What a celebration tells us about the scorer

A week ago many Manchester City fans regarded Bernardo Corradi as a goal-squandering mercenary who did a passable impression of Joe Jordan’s grandmother. And now? He is the king of cool, emperor of the urbane, the Falstaff of football.

This is not so much because of the two goals he scored at the weekend but because of the way he celebrated them. He ran over to the corner flag, uprooted the pole and used it to knight the club tearaway Sir Joey of Barton. Before the celebrations, we had no clue what kind of man Corradi was. Now we know he is witty, generous, imperious: a true aristocrat with an egalitarian streak.

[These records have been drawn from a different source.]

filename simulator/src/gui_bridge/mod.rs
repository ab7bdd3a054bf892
pub mod bridge;
pub mod model;
use anyhow::Context;
use clap::Parser;
use gui_bridge::bridge::GuiBridge;
use log::info;
use std::fs::{self, OpenOptions};
use std::io::Write;
use std::path::PathBuf;
use tokio::runtime::Builder as TokioBuilder;
use tokio::signal;
use workflow::config::ConsoleConfig;
use workflow::query::IncidentQuery;
use workflow::runner::Runner;

mod generator;
mod gui_bridge;
mod workflow;

#[derive(Parser)]
#[command(author, version, about = "EyeGuard monitoring console driver")]
struct Args {
    /// Generate a session and print the dashboard summary
    #[arg(long, default_value_t = false)]
    offline: bool,
    /// Load a console config from YAML
    #[arg(long)]
    config: Option<PathBuf>,
    /// Camera count (default 28), applied over --config
    #[arg(long)]
    cameras: Option<usize>,
    /// Incident count (default 50), applied over --config
    #[arg(long)]
    incidents: Option<usize>,
    /// Seed for a reproducible session, applied over --config
    #[arg(long)]
    seed: Option<u64>,
    /// Incident search text
    #[arg(long)]
    search: Option<String>,
    /// Incident severity filter (critical, warning, info, all)
    #[arg(long)]
    severity: Option<String>,
    /// Incident status filter (pending, reviewed, dismissed, all)
    #[arg(long)]
    status: Option<String>,
    /// Keep the HTTP bridge alive for the dashboard front-end
    #[arg(long, default_value_t = false)]
    serve: bool,
    /// Bridge listen address, overriding the config
    #[arg(long)]
    bind: Option<String>,
    #[arg(long, default_value = "tools/data/offline_dashboard.log")]
    report: PathBuf,
}

fn main() -> anyhow::Result<()> {
    env_logger::init();
    let args = Args::parse();

    let mut console_config = if let Some(path) = args.config.as_ref() {
        ConsoleConfig::load(path)?
    } else {
        ConsoleConfig::default()
    };
    console_config.apply_overrides(args.cameras, args.incidents, args.seed);
    if let Some(bind) = args.bind {
        console_config.bind = bind;
    }

    let runner = Runner::new(console_config.clone());
    let store = runner.session()?;

    if args.offline {
        let query = IncidentQuery {
            search: args.search,
            severity: args.severity,
            status: args.status,
        };
        let report = runner.execute(&store, &query)?;

        println!(
            "Offline session -> cameras {}/{} active, incidents today {}, pending {}, critical {}",
            report.stats.active_cameras,
            report.stats.total_cameras,
            report.stats.total_incidents_today,
            report.stats.alerts_pending,
            report.stats.critical_alerts
        );
        for incident in &report.visible_incidents {
            println!(
                "  {} [{}/{}] {} @ {} ({}%)",
                incident.id,
                incident.severity,
                incident.status,
                incident.description,
                incident.camera_name,
                incident.confidence
            );
        }
        println!(
            "Alerts {}, users {}",
            report.alert_count, report.user_count
        );
        for note in &report.notes {
            println!("  note: {}", note);
        }

        let line = runner.report_line(&store, &report);
        if let Some(parent) = args.report.parent() {
            fs::create_dir_all(parent)
                .with_context(|| format!("creating report directory {}", parent.display()))?;
        }
        let mut file = OpenOptions::new()
            .create(true)
            .append(true)
            .open(&args.report)
            .with_context(|| format!("opening report {}", args.report.display()))?;
        file.write_all(line.as_bytes())
            .with_context(|| format!("writing report {}", args.report.display()))?;
    }

    if args.serve {
        let addr = console_config.bind_address()?;
        let bridge = GuiBridge::new(store);
        let _server = bridge.serve(addr);
        bridge.publish_status(&format!(
            "HTTP bridge listening on {} (Ctrl+C to stop)...",
            addr
        ));
        let runtime = TokioBuilder::new_current_thread()
            .enable_all()
            .build()
            .context("creating runtime for signal handling")?;
        runtime.block_on(async {
            signal::ctrl_c().await.context("awaiting Ctrl+C to exit")?;
            Ok::<(), anyhow::Error>(())
        })?;
    } else if !args.offline {
        info!("nothing to do: pass --offline and/or --serve");
    }

    Ok(())
}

It is remarkable what a celebration tells us about the scorer. Alan Shearer’s macho outstretched arm is so Alan Shearer that he patented it. The brilliantly understated Colin Bell just about raised a hand in acknowledgment — a bashful thanks rather than a victorious salute. Denis Law celebrated with one finger in the air — stylish but modest — until he scored for City against United to relegate them and marked it with a grief-stricken tear. Samuel Eto’o followed a goal at Real Madrid’s Bernabéu with a Black Power salute.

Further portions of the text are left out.